In urban design, a terminating vista is a building or an object such as a monument that stands within view in the sightline or at the end or the middle of a road.

==Function==
Terminating vistas are considered an important method of adding aesthetic appeal to a city, and to emphasize important structures or monuments. Common terminating vistas include government buildings, war memorials, courthouses and other important structures. Standing at the end of a street adds grandeur to a structure, and legislature and palaces are thus often placed in such a locale. Also, especially on east–west streets, terminating vistas provide sunshade for pedestrians.

A notable disadvantage of terminating vistas is that they make traffic more complicated and prevent a simple grid system of city blocks. To accommodate them, large traffic circles or other techniques have to be employed to manage traffic around the monument. Cities on a grid system such as New York City thus have few terminating vistas. A prominent NYC exception is the controversial MetLife Building, which was built on top of Park Avenue.

==Examples of terminating vistas==
A city particularly known for its terminating vistas is Paris, where many of the largest streets end in monuments and structures such as the Arc de Triomphe, Palais Garnier or the Panthéon. Another well-known example is Washington, D.C., where, most notably, the United States Capitol provides the terminating vista for North, South, and East Capitol Streets, as well as the National Mall and either side of Delaware, New Jersey, Maryland, and Pennsylvania Avenues (which are all bisected by the Capitol, turning into pedestrian walkways around the edifice). Other notable terminating vistas include Buckingham Palace, located at the end of The Mall, and St. Peter's Square, at the end of Via della Conciliazione.

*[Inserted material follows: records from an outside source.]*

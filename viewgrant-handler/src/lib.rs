//! VIEWGRANT Handler - Event Entry Point
//!
//! Reads one EventBridge envelope, routes it by detail-type and runs the
//! matching choreography leg. A failed invocation exits non-zero so that the
//! trigger redelivers the event.
//!
//! ## Configuration
//!
//! - `EVENT_BUS_NAME`, `EVENT_SOURCE`, `CONSUMER_DETAIL_TYPE`,
//!   `DATAZONE_USER_CUSTOM_MANAGED_POLICY_ARN`: see [`ChoreographyConfig`]
//! - `AWS_REGION`, `VIEWGRANT_MAX_ATTEMPTS`, `SUBSCRIPTION_TABLE_NAME`: see
//!   [`AwsClientConfig`]
//! - `VIEWGRANT_LOG_FORMAT`, `RUST_LOG`: see [`telemetry::TelemetryConfig`]

pub mod error;
pub mod telemetry;

pub use error::{HandlerError, HandlerResult};

use std::io::Read;
use std::path::{Path, PathBuf};

use clap::Parser;
use serde::Serialize;
use viewgrant_aws::AwsClientConfig;
use viewgrant_choreography::{Choreography, Outcome};
use viewgrant_core::{
    CatalogObject, ChoreographyConfig, ChoreographyEvent, EventEnvelope, GrantRecord,
    ViewgrantResult,
};
use viewgrant_gateway::{DatabaseLink, GrantCall, Gateways, MockGateways, OutboundEvent, TableLink};

/// Identity the in-memory gateways report during a dry run.
pub const DRY_RUN_PRINCIPAL: &str = "arn:aws:iam::000000000000:role/viewgrant-dry-run";

/// Grant choreography event handler.
#[derive(Debug, Parser)]
#[command(name = "viewgrant-handler")]
#[command(author, version, about, long_about = None)]
pub struct Cli {
    /// EventBridge envelope to handle. Read from stdin when omitted.
    #[arg(long, value_name = "PATH")]
    pub event: Option<PathBuf>,

    /// Run against in-memory gateways and print every recorded call.
    #[arg(long)]
    pub dry_run: bool,

    /// Caller identity reported by the in-memory gateways.
    #[arg(long, env = "VIEWGRANT_DRY_RUN_PRINCIPAL", default_value = DRY_RUN_PRINCIPAL)]
    pub principal: String,

    /// JSON array of catalog objects seeding the in-memory catalog.
    #[arg(long, value_name = "PATH", requires = "dry_run")]
    pub catalog: Option<PathBuf>,
}

// ============================================================================
// DISPATCH
// ============================================================================

/// Decode an envelope and validate its detail.
pub fn decode(raw: &str) -> ViewgrantResult<ChoreographyEvent> {
    let envelope = EventEnvelope::from_json(raw)?;
    tracing::info!(
        detail_type = %envelope.detail_type,
        source = ?envelope.source,
        id = ?envelope.id,
        "Received event"
    );
    envelope.route()
}

/// Run the leg an event belongs to.
pub async fn dispatch(
    event: &ChoreographyEvent,
    gateways: Gateways,
    config: ChoreographyConfig,
) -> ViewgrantResult<Outcome> {
    Choreography::new(gateways, config).handle(event).await
}

/// Everything a dry run would have done.
#[derive(Debug, Clone, Serialize)]
pub struct DryRunReport {
    pub outcome: Outcome,
    pub grants: Vec<GrantCall>,
    pub table_links: Vec<TableLink>,
    pub database_links: Vec<DatabaseLink>,
    pub published: Vec<OutboundEvent>,
    pub ledger: Vec<GrantRecord>,
    pub policy_attachments: usize,
}

impl DryRunReport {
    pub fn collect(outcome: Outcome, mocks: &MockGateways) -> Self {
        Self {
            outcome,
            grants: mocks.permissions.calls(),
            table_links: mocks.catalog.table_links(),
            database_links: mocks.catalog.database_links(),
            published: mocks.transport.published(),
            ledger: mocks.ledger.records(),
            policy_attachments: mocks.identity.attach_calls(),
        }
    }
}

/// Build the in-memory gateways for a dry run.
pub fn dry_run_gateways(principal: &str, catalog: Option<&Path>) -> HandlerResult<MockGateways> {
    let mocks = MockGateways::with_principal(principal);
    if let Some(path) = catalog {
        let raw = std::fs::read_to_string(path).map_err(|source| HandlerError::Input {
            path: path.to_path_buf(),
            source,
        })?;
        let objects: Vec<CatalogObject> =
            serde_json::from_str(&raw).map_err(|e| HandlerError::CatalogSeed {
                path: path.to_path_buf(),
                reason: e.to_string(),
            })?;
        tracing::debug!(count = objects.len(), "Seeding in-memory catalog");
        for object in objects {
            mocks.catalog.insert(object);
        }
    }
    Ok(mocks)
}

fn read_event(path: Option<&Path>) -> HandlerResult<String> {
    match path {
        Some(path) => std::fs::read_to_string(path).map_err(|source| HandlerError::Input {
            path: path.to_path_buf(),
            source,
        }),
        None => {
            let mut raw = String::new();
            std::io::stdin()
                .read_to_string(&mut raw)
                .map_err(HandlerError::Stdin)?;
            Ok(raw)
        }
    }
}

/// Handle one invocation end to end. The report is written to stdout.
pub async fn run(cli: &Cli) -> HandlerResult<()> {
    let raw = read_event(cli.event.as_deref())?;
    let config = ChoreographyConfig::from_env();
    config.validate()?;
    let event = decode(&raw)?;

    if cli.dry_run {
        let mocks = dry_run_gateways(&cli.principal, cli.catalog.as_deref())?;
        let outcome = dispatch(&event, mocks.gateways(), config).await?;
        let report = DryRunReport::collect(outcome, &mocks);
        println!("{}", serde_json::to_string_pretty(&report)?);
        return Ok(());
    }

    let aws_config = AwsClientConfig::from_env();
    aws_config.validate()?;
    if matches!(event, ChoreographyEvent::Producer(_)) {
        aws_config.require_ledger_table()?;
    }
    let sdk = aws_config.load().await;
    let gateways = viewgrant_aws::gateways(&sdk, &aws_config);

    let outcome = dispatch(&event, gateways, config).await?;
    println!("{}", serde_json::to_string(&outcome)?);
    Ok(())
}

Philadelphia's City Hall is another example, situated on Penn Square where Broad and Market Streets intersect. The two streets form the north–south and east–west axes of the city's core grid, leaving the large masonry structure visible from all sections of the city.

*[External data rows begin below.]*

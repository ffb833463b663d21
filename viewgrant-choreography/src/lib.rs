//! VIEWGRANT Choreography - Cross-Account Grant Propagation
//!
//! Two legs driven by asynchronous events:
//!
//! - the **producer leg** runs in the account that owns the subscribed asset.
//!   It resolves the asset's lineage, shares the asset and every dependency
//!   with each subscribing account, records each share in the ledger and
//!   publishes one consumer-phase event per subscribing environment.
//! - the **consumer leg** runs in the subscribing account. It materializes
//!   resource links, self-grants what it needs to re-grant, extends read
//!   access to the environment's end-user role and attaches the baseline
//!   cross-account read policy to that role.
//!
//! Every step is idempotent so redelivery completes a partially applied
//! invocation.

mod consumer;
mod producer;

pub use consumer::ConsumerSummary;
pub use producer::ProducerSummary;

use serde::Serialize;
use tracing::info;
use viewgrant_core::{ChoreographyConfig, ChoreographyEvent, ViewgrantResult};
use viewgrant_gateway::Gateways;
use viewgrant_lineage::LineageResolver;

/// What one invocation did.
#[derive(Debug, Clone, PartialEq, Eq, Serialize)]
#[serde(tag = "leg", rename_all = "snake_case")]
pub enum Outcome {
    Producer(ProducerSummary),
    Consumer(ConsumerSummary),
    /// The asset is centrally managed. Nothing was read beyond the flag and
    /// no call was made.
    Skipped { detail_type: String },
}

/// Entry point for both legs.
#[derive(Debug, Clone)]
pub struct Choreography {
    gateways: Gateways,
    resolver: LineageResolver,
    config: ChoreographyConfig,
}

impl Choreography {
    pub fn new(gateways: Gateways, config: ChoreographyConfig) -> Self {
        let resolver = LineageResolver::new(gateways.catalog.clone());
        Self {
            gateways,
            resolver,
            config,
        }
    }

    pub fn config(&self) -> &ChoreographyConfig {
        &self.config
    }

    /// Run the leg a routed event belongs to.
    pub async fn handle(&self, event: &ChoreographyEvent) -> ViewgrantResult<Outcome> {
        match event {
            ChoreographyEvent::Producer(event) => {
                self.handle_producer_phase(event).await.map(Outcome::Producer)
            }
            ChoreographyEvent::Consumer(event) => {
                self.handle_consumer_phase(event).await.map(Outcome::Consumer)
            }
            ChoreographyEvent::Managed { detail_type } => {
                info!(detail_type = %detail_type, "Managed asset, handled by the managed grant path");
                Ok(Outcome::Skipped {
                    detail_type: detail_type.clone(),
                })
            }
        }
    }
}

An unusual situation exists on Bay Street in Toronto, where the clock tower of Old City Hall lies at the northern end of the segment south of Queen Street West. However, Bay Street is a through street that curves to the west, intersecting Queen Street West at a 45-degree angle before curving back north along the western edge of Old City Hall and continuing towards Davenport Road. In a similar manner, the Thomson Building and Munich Re Centre office towers act as a vista for the northern section of Bay Street heading south.